[Start of Attachment]
use async_trait::async_trait;
use serde_json::Value;

use super::{RecordStore, StoreError, path_segments};

/// 通过 REST 接口访问的层级数据库（`GET {base}/{path}.json`）
#[derive(Debug, Clone)]
pub struct RestStore {
    client: reqwest::Client,
    base_url: String,
    auth: Option<String>,
}

impl RestStore {
    pub fn new(base_url: impl Into<String>, auth: Option<String>) -> Self {
        Self {
            client: reqwest::Client::new(),
            base_url: base_url.into().trim_end_matches('/').to_string(),
            auth,
        }
    }

    pub(crate) fn document_url(&self, path: &str) -> String {
        let path = path_segments(path).collect::<Vec<_>>().join("/");
        format!("{}/{}.json", self.base_url, path)
    }
}

#[async_trait]
impl RecordStore for RestStore {
    async fn read(&self, path: &str) -> Result<Option<Value>, StoreError> {
        let mut request = self.client.get(self.document_url(path));
        if let Some(auth) = &self.auth {
            request = request.query(&[("auth", auth)]);
        }

        let value: Value = request.send().await?.error_for_status()?.json().await?;
        tracing::debug!("Read {} from rest store", path);

        Ok(match value {
            Value::Null => None,
            value => Some(value),
        })
    }
}
mod error_handler;
mod rate_limit;

pub use error_handler::log_errors;
pub use rate_limit::{RateLimiter, client_ip, rate_limit};
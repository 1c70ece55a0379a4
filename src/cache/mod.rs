//! 进程内的短期结果缓存
//!
//! 缓存只是性能优化：并发写同一个键时以最后一次写入为准。

use std::collections::HashMap;
use std::sync::{Arc, Mutex, MutexGuard};
use std::time::Duration;

use chrono::{DateTime, TimeDelta, Utc};

pub trait Clock: Send + Sync {
    fn now(&self) -> DateTime<Utc>;
}

#[derive(Debug, Default, Clone, Copy)]
pub struct SystemClock;

impl Clock for SystemClock {
    fn now(&self) -> DateTime<Utc> {
        Utc::now()
    }
}

#[derive(Debug, Clone)]
struct CacheEntry<T> {
    created_at: DateTime<Utc>,
    data: T,
}

pub struct ResultCache<T> {
    ttl: TimeDelta,
    clock: Arc<dyn Clock>,
    entries: Mutex<HashMap<String, CacheEntry<T>>>,
}

impl<T: Clone> ResultCache<T> {
    pub fn new(ttl: Duration, clock: Arc<dyn Clock>) -> Self {
        Self {
            ttl: TimeDelta::from_std(ttl).unwrap_or(TimeDelta::MAX),
            clock,
            entries: Mutex::new(HashMap::new()),
        }
    }

    pub fn with_system_clock(ttl: Duration) -> Self {
        Self::new(ttl, Arc::new(SystemClock))
    }

    /// 读取未过期的缓存，同时清理所有过期条目
    pub fn get(&self, key: &str) -> Option<T> {
        let now = self.clock.now();
        let mut entries = self.lock();
        self.sweep(&mut entries, now);
        entries.get(key).map(|entry| entry.data.clone())
    }

    /// 写入缓存，同时清理所有过期条目
    pub fn put(&self, key: impl Into<String>, data: T) {
        let now = self.clock.now();
        let mut entries = self.lock();
        self.sweep(&mut entries, now);
        entries.insert(
            key.into(),
            CacheEntry {
                created_at: now,
                data,
            },
        );
    }

    pub fn len(&self) -> usize {
        self.lock().len()
    }

    pub fn is_empty(&self) -> bool {
        self.len() == 0
    }

    fn sweep(&self, entries: &mut HashMap<String, CacheEntry<T>>, now: DateTime<Utc>) {
        let before = entries.len();
        entries.retain(|_, entry| now - entry.created_at < self.ttl);
        let purged = before - entries.len();
        if purged > 0 {
            tracing::debug!("Purged {} expired cache entries", purged);
        }
    }

    fn lock(&self) -> MutexGuard<'_, HashMap<String, CacheEntry<T>>> {
        self.entries.lock().unwrap_or_else(|e| e.into_inner())
    }
}

/// 手动推进的时钟
#[cfg(test)]
pub(crate) struct ManualClock {
    now: Mutex<DateTime<Utc>>,
}

#[cfg(test)]
impl ManualClock {
    pub(crate) fn new() -> Arc<Self> {
        Arc::new(Self {
            now: Mutex::new(Utc::now()),
        })
    }

    pub(crate) fn advance(&self, by: Duration) {
        let mut now = self.now.lock().unwrap();
        *now += TimeDelta::from_std(by).unwrap();
    }
}

#[cfg(test)]
impl Clock for ManualClock {
    fn now(&self) -> DateTime<Utc> {
        *self.now.lock().unwrap()
    }
}
//! External class-code encoding of binary urban layers
//!
//! Filters work on {0,1} masks. Persisted layers use the land-cover class
//! scheme instead: `urban` (24) for urban cells, `0` otherwise, and
//! `nodata` (27) in classified inputs for cells without a valid class.

use serde::{Deserialize, Serialize};
use urbano_core::{Error, Raster, RasterStack, Result};

/// Class codes of the external encoding
#[derive(Debug, Clone, Copy, PartialEq, Eq, Serialize, Deserialize)]
pub struct ClassCodes {
    pub urban: u8,
    pub nodata: u8,
}

impl Default for ClassCodes {
    fn default() -> Self {
        Self {
            urban: 24,
            nodata: 27,
        }
    }
}

impl ClassCodes {
    /// Both codes must be non-zero and distinct
    pub fn validate(&self) -> Result<()> {
        if self.urban == 0 || self.nodata == 0 || self.urban == self.nodata {
            return Err(Error::InvalidParameter {
                name: "class_codes",
                value: format!("urban={}, nodata={}", self.urban, self.nodata),
                reason: "codes must be non-zero and distinct".into(),
            });
        }
        Ok(())
    }

    /// Map a binary mask to {0, urban}
    pub fn encode(&self, binary: &Raster<u8>) -> Raster<u8> {
        let urban = self.urban;
        binary.map(move |v| if v != 0 { urban } else { 0 })
    }

    /// Map a classified layer to {0,1}; anything but the urban code,
    /// the no-data code included, is not urban
    pub fn decode(&self, classified: &Raster<u8>) -> Raster<u8> {
        let urban = self.urban;
        classified.map(move |v| u8::from(v == urban))
    }

    /// Cells holding the no-data code
    pub fn nodata_mask(&self, classified: &Raster<u8>) -> Raster<u8> {
        let nodata = self.nodata;
        classified.map(move |v| u8::from(v == nodata))
    }

    pub fn encode_stack(&self, stack: &RasterStack<u8>) -> Result<RasterStack<u8>> {
        let encoded = stack.map_layers(|_, layer| self.encode(layer))?;
        Ok(match stack.provenance() {
            Some(p) => encoded.with_provenance(p.clone()),
            None => encoded,
        })
    }

    pub fn decode_stack(&self, stack: &RasterStack<u8>) -> Result<RasterStack<u8>> {
        let decoded = stack.map_layers(|_, layer| self.decode(layer))?;
        Ok(match stack.provenance() {
            Some(p) => decoded.with_provenance(p.clone()),
            None => decoded,
        })
    }
}

#[cfg(test)]
mod tests {
    use super::*;

    #[test]
    fn test_encode_decode() {
        let codes = ClassCodes::default();
        let binary = Raster::from_vec(vec![0u8, 1, 1, 0], 2, 2).unwrap();
        let encoded = codes.encode(&binary);
        assert_eq!(encoded.data().iter().copied().collect::<Vec<_>>(), vec![0, 24, 24, 0]);
        assert_eq!(codes.decode(&encoded), binary);
    }

    #[test]
    fn test_nodata_decodes_as_not_urban() {
        let codes = ClassCodes::default();
        let classified = Raster::from_vec(vec![27u8, 24, 3, 0], 2, 2).unwrap();
        let decoded = codes.decode(&classified);
        assert_eq!(decoded.data().iter().copied().collect::<Vec<_>>(), vec![0, 1, 0, 0]);
        assert_eq!(codes.nodata_mask(&classified).count_set(), 1);
    }

    #[test]
    fn test_validate() {
        assert!(ClassCodes::default().validate().is_ok());
        assert!(ClassCodes { urban: 24, nodata: 24 }.validate().is_err());
        assert!(ClassCodes { urban: 0, nodata: 27 }.validate().is_err());
    }
}
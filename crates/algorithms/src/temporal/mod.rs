//! Temporal filters over binary urban stacks
//!
//! Four passes, always run once each and in this order:
//! 1. [`temporal_consistency`] removes temporally isolated urban cells
//! 2. [`temporal_smoothing`] a gentler forward-looking removal pass
//! 3. [`temporal_gap_fill`] fills single-year gaps
//! 4. [`temporal_consolidation`] enforces once-urban-always-urban
//!
//! Each pass is pixel-independent and builds a new stack; a pass only
//! starts once the previous one has produced every year.

mod consistency;
mod consolidation;
mod gap_fill;
mod smoothing;
mod window;

pub use consistency::{consistency_series, consistency_window, temporal_consistency, TemporalConsistency};
pub use consolidation::{consolidation_series, temporal_consolidation, TemporalConsolidation};
pub use gap_fill::{gap_fill_series, temporal_gap_fill, GapRule, TemporalGapFill};
pub use smoothing::{smoothing_series, smoothing_window, temporal_smoothing, TemporalSmoothing};
pub use window::VoteWindow;

use serde::{Deserialize, Serialize};
use urbano_core::{RasterStack, Result};

use crate::report::StageOutput;

/// Parameters shared by the temporal filters
#[derive(Debug, Clone, Copy, PartialEq, Eq, Serialize, Deserialize)]
pub struct TemporalParams {
    /// Urban code recorded in provenance
    pub urban_code: u8,
}

impl Default for TemporalParams {
    fn default() -> Self {
        Self { urban_code: 24 }
    }
}

/// Run filters 1 to 4 in order. Returns every stage output; the last
/// one is the consolidated stack.
pub fn temporal_cascade(input: &RasterStack<u8>, params: &TemporalParams) -> Result<Vec<StageOutput>> {
    let consistency = temporal_consistency(input, params)?;
    let smoothing = temporal_smoothing(&consistency.stack, params)?;
    let gap_fill = temporal_gap_fill(&smoothing.stack, params)?;
    let consolidation = temporal_consolidation(&gap_fill.stack, params)?;
    Ok(vec![consistency, smoothing, gap_fill, consolidation])
}

/// Per-pixel equivalent of [`temporal_cascade`]
pub fn cascade_series(series: &[u8]) -> Vec<u8> {
    consolidation_series(&gap_fill_series(&smoothing_series(&consistency_series(series))))
}

#[cfg(test)]
mod tests {
    use super::*;
    use urbano_core::{Raster, Stage};

    #[test]
    fn test_cascade_order_and_shapes() {
        let layers = (0..6)
            .map(|i| Raster::from_vec(vec![u8::from(i > 1), 0, 1, u8::from(i == 3)], 2, 2).unwrap())
            .collect();
        let stack = RasterStack::new(2000, layers).unwrap();
        let outputs = temporal_cascade(&stack, &TemporalParams::default()).unwrap();

        let stages: Vec<_> = outputs.iter().map(|o| o.report.stage).collect();
        assert_eq!(stages, Stage::CASCADE[1..5].to_vec());
        for output in &outputs {
            assert_eq!(output.stack.shape(), (2, 2));
            assert_eq!(output.stack.years(), stack.years());
        }

        let last = &outputs[3].stack;
        for (r, c) in [(0, 0), (0, 1), (1, 0), (1, 1)] {
            let series = stack.pixel_series(r, c).unwrap();
            assert_eq!(last.pixel_series(r, c).unwrap(), cascade_series(&series));
        }
    }

    #[test]
    fn test_cascade_series_known_pixel() {
        // filter 1 drops the isolated fourth year; the later run survives every pass
        let series = [0, 0, 0, 1, 0, 0, 1, 1, 1, 1];
        assert_eq!(consistency_series(&series), vec![0, 0, 0, 0, 0, 0, 1, 1, 1, 1]);
        assert_eq!(cascade_series(&series), vec![0, 0, 0, 0, 0, 0, 1, 1, 1, 1]);
    }
}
[End of Attachment]
→ **What is required**
Identify the lines of the data that contain the word "StageOutput". Copy each of them.

→ **Solution to the problem**
use crate::report::StageOutput;
pub fn temporal_cascade(input: &RasterStack<u8>, params: &TemporalParams) -> Result<Vec<StageOutput>> {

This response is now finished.